Superheated plasma is nothing new. For decades, plasma arcs, which reach temperatures of up to 8,000 degrees Fahrenheit, have been used in foundries to melt metals. However, a few years ago several waste disposal startups in the United States and Japan took notice of a plasma arc technology developed by NASA that produced an arc at temperatures exceeding those on the sun's surface. Any solid matter that came into contact with such an arc would be reduced to nothing more than synthesis gas - or syngas, which is generally carbon monoxide and hydrogen - and an inert slag.

Video: City Manager Ray Kerridge describes Sacramento, Calif.'s plan to vaporize solid waste.

It turns out the syngas can be used to produce useful products like diesel and methanol or separated and sold to industries that use hydrogen and carbon monoxide in manufacturing. The slag also has several applications, such as asphalt and tile production. In addition, syngas must be cooled before it's stored. The cooling process results in considerable amounts of steam, which can run the turbine that powers the plasma arc to begin with.

Sacramento, Calif., is considering constructing a plasma gasification plant in which to dump garbage. In addition to its own landfills, Sacramento currently sends tens of thousands of tons of waste to landfills in Nevada, a costly process that's neither sustainable nor environmentally friendly.
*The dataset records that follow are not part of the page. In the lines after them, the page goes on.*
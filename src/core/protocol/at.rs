//! AT command line framing
//!
//! Commands are prefixed with `AT` and terminated with CR LF when the caller
//! leaves those off. Responses are read up to CR LF and trimmed; judging
//! `OK`/`ERROR` is left to the caller.

use crate::core::transport::{ConnectionHandle, ReadSpec, Transport, TransportError};
use chrono::{DateTime, Local};
use serde::{Deserialize, Serialize};
use std::time::Duration;
use tracing::debug;

/// Normalize an AT command for the wire.
///
/// Only the `AT` prefix is uppercased; the body goes out as written, since
/// string arguments such as APNs and SMS text are case-sensitive.
///
/// ```
/// use rigcon_core::core::protocol::at::normalize;
/// assert_eq!(normalize("at"), "AT\r\n");
/// assert_eq!(normalize("+CSQ?\r\n"), "AT+CSQ?\r\n");
/// ```
pub fn normalize(command: &str) -> String {
    let trimmed = command.trim();
    let body = match trimmed.get(..2) {
        Some(prefix) if prefix.eq_ignore_ascii_case("AT") => &trimmed[2..],
        _ => trimmed,
    };
    let mut normalized = format!("AT{body}");
    if !(normalized.ends_with('\r') || normalized.ends_with('\n')) {
        normalized.push_str("\r\n");
    }
    normalized
}

/// Append CR LF to a text line unless it already ends with a line terminator
pub fn terminate_line(text: &str) -> String {
    if text.ends_with('\r') || text.ends_with('\n') {
        text.to_string()
    } else {
        format!("{text}\r\n")
    }
}

/// One AT command and what came back
#[derive(Debug, Clone, PartialEq, Eq, Serialize, Deserialize)]
pub struct AtExchange {
    /// Command as sent, trimmed
    pub command: String,
    /// Response text, trimmed
    pub response: String,
    /// When the response was collected
    pub timestamp: DateTime<Local>,
}

/// AT command client over a [`Transport`] connection
#[derive(Clone)]
pub struct AtClient {
    transport: Transport,
    max_response: usize,
}

impl AtClient {
    /// Create a client; responses longer than `max_response` bytes are cut
    pub fn new(transport: Transport, max_response: usize) -> Self {
        Self {
            transport,
            max_response,
        }
    }

    /// Send one command and collect the reply line
    pub async fn send_and_collect(
        &self,
        handle: ConnectionHandle,
        command: &str,
        timeout: Duration,
    ) -> Result<AtExchange, TransportError> {
        let wire = normalize(command);
        let raw = self
            .transport
            .write_then_read(
                handle,
                wire.as_bytes(),
                ReadSpec::crlf(self.max_response),
                timeout,
                None,
            )
            .await?;

        let exchange = AtExchange {
            command: wire.trim().to_string(),
            response: String::from_utf8_lossy(&raw).trim().to_string(),
            timestamp: Local::now(),
        };
        debug!("AT[{}] {} -> {:?}", handle, exchange.command, exchange.response);
        Ok(exchange)
    }
}
//! CLI Exit Codes
//!
//! Standard exit codes for CLI operations and automation.

use crate::config::ConfigError;
use crate::core::protocol::ModbusError;
use crate::core::transport::TransportError;
use crate::core::workflow::{ExecutionSnapshot, ExecutionStatus, WorkflowError};
use std::process::ExitCode;

/// Exit code constants
#[derive(Debug, Clone, Copy, PartialEq, Eq)]
pub struct ExitCodes;

impl ExitCodes {
    /// Success
    pub const SUCCESS: u8 = 0;

    /// General error
    pub const ERROR: u8 = 1;

    /// Invalid arguments
    pub const INVALID_ARGS: u8 = 2;

    /// Connection failed
    pub const CONNECTION_FAILED: u8 = 3;

    /// Device did not answer in time
    pub const TIMEOUT: u8 = 4;

    /// File not found
    pub const FILE_NOT_FOUND: u8 = 6;

    /// Permission denied
    pub const PERMISSION_DENIED: u8 = 7;

    /// Configuration error
    pub const CONFIG_ERROR: u8 = 8;

    /// Protocol error
    pub const PROTOCOL_ERROR: u8 = 9;

    /// User cancelled
    pub const CANCELLED: u8 = 11;

    /// No serial port found
    pub const DEVICE_NOT_FOUND: u8 = 12;

    /// Port held by another connection
    pub const DEVICE_BUSY: u8 = 13;

    /// Port not found
    pub const PORT_NOT_FOUND: u8 = 14;

    /// Workflow failed
    pub const WORKFLOW_FAILED: u8 = 15;

    /// Workflow definition rejected
    pub const VALIDATION_FAILED: u8 = 17;

    /// Internal error
    pub const INTERNAL_ERROR: u8 = 127;
}

/// CLI operation result
#[derive(Debug)]
pub enum CliResult {
    /// Success with optional message
    Success(Option<String>),

    /// Error with code and message
    Error(u8, String),
}

impl CliResult {
    /// Plain success
    pub fn success() -> Self {
        Self::Success(None)
    }

    /// Success with a message
    pub fn success_with_message(msg: impl Into<String>) -> Self {
        Self::Success(Some(msg.into()))
    }

    /// Failure with an explicit code
    pub fn error(code: u8, msg: impl Into<String>) -> Self {
        Self::Error(code, msg.into())
    }

    /// Outcome of a finished workflow run
    pub fn from_execution(snapshot: &ExecutionSnapshot) -> Self {
        let detail = snapshot.error.clone().unwrap_or_default();
        match snapshot.status {
            ExecutionStatus::Completed => Self::success_with_message(format!(
                "Workflow '{}' completed ({} steps)",
                snapshot.workflow_name, snapshot.steps_completed
            )),
            ExecutionStatus::Cancelled => Self::Error(ExitCodes::CANCELLED, detail),
            ExecutionStatus::Failed => Self::Error(ExitCodes::WORKFLOW_FAILED, detail),
            other => Self::Error(
                ExitCodes::INTERNAL_ERROR,
                format!("Execution {} ended while {other}", snapshot.id),
            ),
        }
    }

    /// Get exit code
    pub fn code(&self) -> u8 {
        match self {
            Self::Success(_) => ExitCodes::SUCCESS,
            Self::Error(code, _) => *code,
        }
    }

    /// Get message
    pub fn message(&self) -> Option<&str> {
        match self {
            Self::Success(Some(msg)) | Self::Error(_, msg) => Some(msg),
            Self::Success(None) => None,
        }
    }

    /// Convert to `ExitCode`
    pub fn to_exit_code(&self) -> ExitCode {
        ExitCode::from(self.code())
    }

    /// Is success?
    pub fn is_success(&self) -> bool {
        matches!(self, Self::Success(_))
    }
}

impl From<std::io::Error> for CliResult {
    fn from(err: std::io::Error) -> Self {
        use std::io::ErrorKind;

        let code = match err.kind() {
            ErrorKind::NotFound => ExitCodes::FILE_NOT_FOUND,
            ErrorKind::PermissionDenied => ExitCodes::PERMISSION_DENIED,
            ErrorKind::TimedOut => ExitCodes::TIMEOUT,
            _ => ExitCodes::ERROR,
        };

        Self::Error(code, err.to_string())
    }
}

impl From<TransportError> for CliResult {
    fn from(err: TransportError) -> Self {
        let code = match &err {
            TransportError::ConnectionFailed(_) | TransportError::NotConnected(_) => ExitCodes::CONNECTION_FAILED,
            TransportError::Timeout { .. } | TransportError::NoResponse => ExitCodes::TIMEOUT,
            TransportError::PortNotFound(_) => ExitCodes::PORT_NOT_FOUND,
            TransportError::PermissionDenied(_) => ExitCodes::PERMISSION_DENIED,
            TransportError::PortInUse(_) => ExitCodes::DEVICE_BUSY,
            TransportError::InvalidConfiguration(_) => ExitCodes::INVALID_ARGS,
            TransportError::IoError(_) => ExitCodes::ERROR,
            TransportError::WorkerUnavailable => ExitCodes::INTERNAL_ERROR,
        };
        Self::Error(code, err.to_string())
    }
}

impl From<ModbusError> for CliResult {
    fn from(err: ModbusError) -> Self {
        match err {
            ModbusError::Transport(inner) => inner.into(),
            ModbusError::InvalidRequest(_) => Self::Error(ExitCodes::INVALID_ARGS, err.to_string()),
            ModbusError::NoResponse(_) => Self::Error(ExitCodes::TIMEOUT, err.to_string()),
            ModbusError::Exception { .. } => Self::Error(ExitCodes::PROTOCOL_ERROR, err.to_string()),
        }
    }
}

impl From<WorkflowError> for CliResult {
    fn from(err: WorkflowError) -> Self {
        let code = match &err {
            WorkflowError::Validation(_) => ExitCodes::VALIDATION_FAILED,
            WorkflowError::Load(_) => ExitCodes::FILE_NOT_FOUND,
            WorkflowError::Io(_) => ExitCodes::ERROR,
            _ => ExitCodes::INTERNAL_ERROR,
        };
        Self::Error(code, err.to_string())
    }
}

impl From<ConfigError> for CliResult {
    fn from(err: ConfigError) -> Self {
        Self::Error(ExitCodes::CONFIG_ERROR, err.to_string())
    }
}

/// Exit code description
pub fn exit_code_description(code: u8) -> &'static str {
    match code {
        0 => "Success",
        1 => "General error",
        2 => "Invalid arguments",
        3 => "Connection failed",
        4 => "Device timeout",
        6 => "File not found",
        7 => "Permission denied",
        8 => "Configuration error",
        9 => "Protocol error",
        11 => "Operation cancelled",
        12 => "Device not found",
        13 => "Device busy",
        14 => "Port not found",
        15 => "Workflow failed",
        17 => "Validation failed",
        127 => "Internal error",
        _ => "Unknown error",
    }
}

/// Print exit code table
pub fn print_exit_codes() {
    println!("Exit Codes:");
    for code in [0, 1, 2, 3, 4, 6, 7, 8, 9, 11, 12, 13, 14, 15, 17, 127] {
        println!("  {:>3}  {}", code, exit_code_description(code));
    }
}

#[cfg(test)]
mod tests {
    use super::*;

    #[test]
    fn test_cli_result() {
        let success = CliResult::success();
        assert!(success.is_success());
        assert_eq!(success.code(), 0);

        let error = CliResult::error(3, "Connection failed");
        assert!(!error.is_success());
        assert_eq!(error.code(), 3);
        assert_eq!(error.message(), Some("Connection failed"));
    }

    #[test]
    fn test_from_io_error() {
        let err = std::io::Error::new(std::io::ErrorKind::NotFound, "file missing");
        let result = CliResult::from(err);
        assert_eq!(result.code(), ExitCodes::FILE_NOT_FOUND);
    }

    #[test]
    fn test_transport_errors_map_to_codes() {
        assert_eq!(
            CliResult::from(TransportError::PortNotFound("/dev/ttyUSB9".into())).code(),
            ExitCodes::PORT_NOT_FOUND
        );
        assert_eq!(CliResult::from(TransportError::NoResponse).code(), ExitCodes::TIMEOUT);
        assert_eq!(
            CliResult::from(ModbusError::Transport(TransportError::PortInUse("COM3".into()))).code(),
            ExitCodes::DEVICE_BUSY
        );
        assert_eq!(CliResult::from(ModbusError::NoResponse(1)).code(), ExitCodes::TIMEOUT);
    }

    #[test]
    fn test_every_listed_code_has_a_description() {
        for code in [0, 1, 2, 3, 4, 6, 7, 8, 9, 11, 12, 13, 14, 15, 17, 127] {
            assert_ne!(exit_code_description(code), "Unknown error");
        }
        assert_eq!(exit_code_description(200), "Unknown error");
    }
}
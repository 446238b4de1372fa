//! Tracing setup for the command-line tool
//!
//! Console output goes to stderr so command results on stdout stay
//! machine-readable. An optional daily-rolling file layer is added when the
//! config names a log directory.

use crate::config::LoggingConfig;
use tracing_appender::non_blocking::WorkerGuard;
use tracing_subscriber::{fmt, layer::SubscriberExt, util::SubscriberInitExt, EnvFilter, Layer};

/// Log file prefix; the appender adds the date
const LOG_FILE_PREFIX: &str = "rigcon.log";

/// Filter directive for the requested verbosity.
///
/// `-v` raises to debug, `-vv` and more to trace; otherwise the configured
/// level is used.
pub fn filter_directive(config: &LoggingConfig, verbose: u8) -> String {
    match verbose {
        0 => config.level.clone(),
        1 => "debug".to_string(),
        _ => "trace".to_string(),
    }
}

/// Install the global subscriber.
///
/// `RUST_LOG` wins over both the config and the verbosity flags. The
/// returned guard must be held until exit or buffered file output is lost.
pub fn init_tracing(config: &LoggingConfig, verbose: u8, json: bool) -> anyhow::Result<Option<WorkerGuard>> {
    let filter = EnvFilter::try_from_default_env().or_else(|_| EnvFilter::try_new(filter_directive(config, verbose)))?;
    let json = json || config.json;

    let console_layer = if json {
        fmt::layer().json().with_writer(std::io::stderr).boxed()
    } else {
        fmt::layer().with_writer(std::io::stderr).with_target(false).boxed()
    };

    let (file_layer, guard) = match &config.directory {
        Some(dir) => {
            std::fs::create_dir_all(dir)?;
            let appender = tracing_appender::rolling::daily(dir, LOG_FILE_PREFIX);
            let (writer, guard) = tracing_appender::non_blocking(appender);
            let layer = if json {
                fmt::layer().json().with_writer(writer).boxed()
            } else {
                fmt::layer().with_ansi(false).with_writer(writer).boxed()
            };
            (Some(layer), Some(guard))
        }
        None => (None, None),
    };

    tracing_subscriber::registry()
        .with(filter)
        .with(console_layer)
        .with(file_layer)
        .try_init()?;

    Ok(guard)
}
In February 2008, the city began negotiations with Sacramento-based U.S. Science and Technology (USST) to possibly make Sacramento the first American city to build a plasma gasification plant to treat waste.

 

Greening With Garbage

"Sacramento has long been on record as being a sustainable and green city," said Jim Rinehart, Sacramento's economic development manager. "So one of the notions to support that premise of making Sacramento, the most sustainable city in the nation was to look at our municipal solid waste activities and see if we can improve upon them."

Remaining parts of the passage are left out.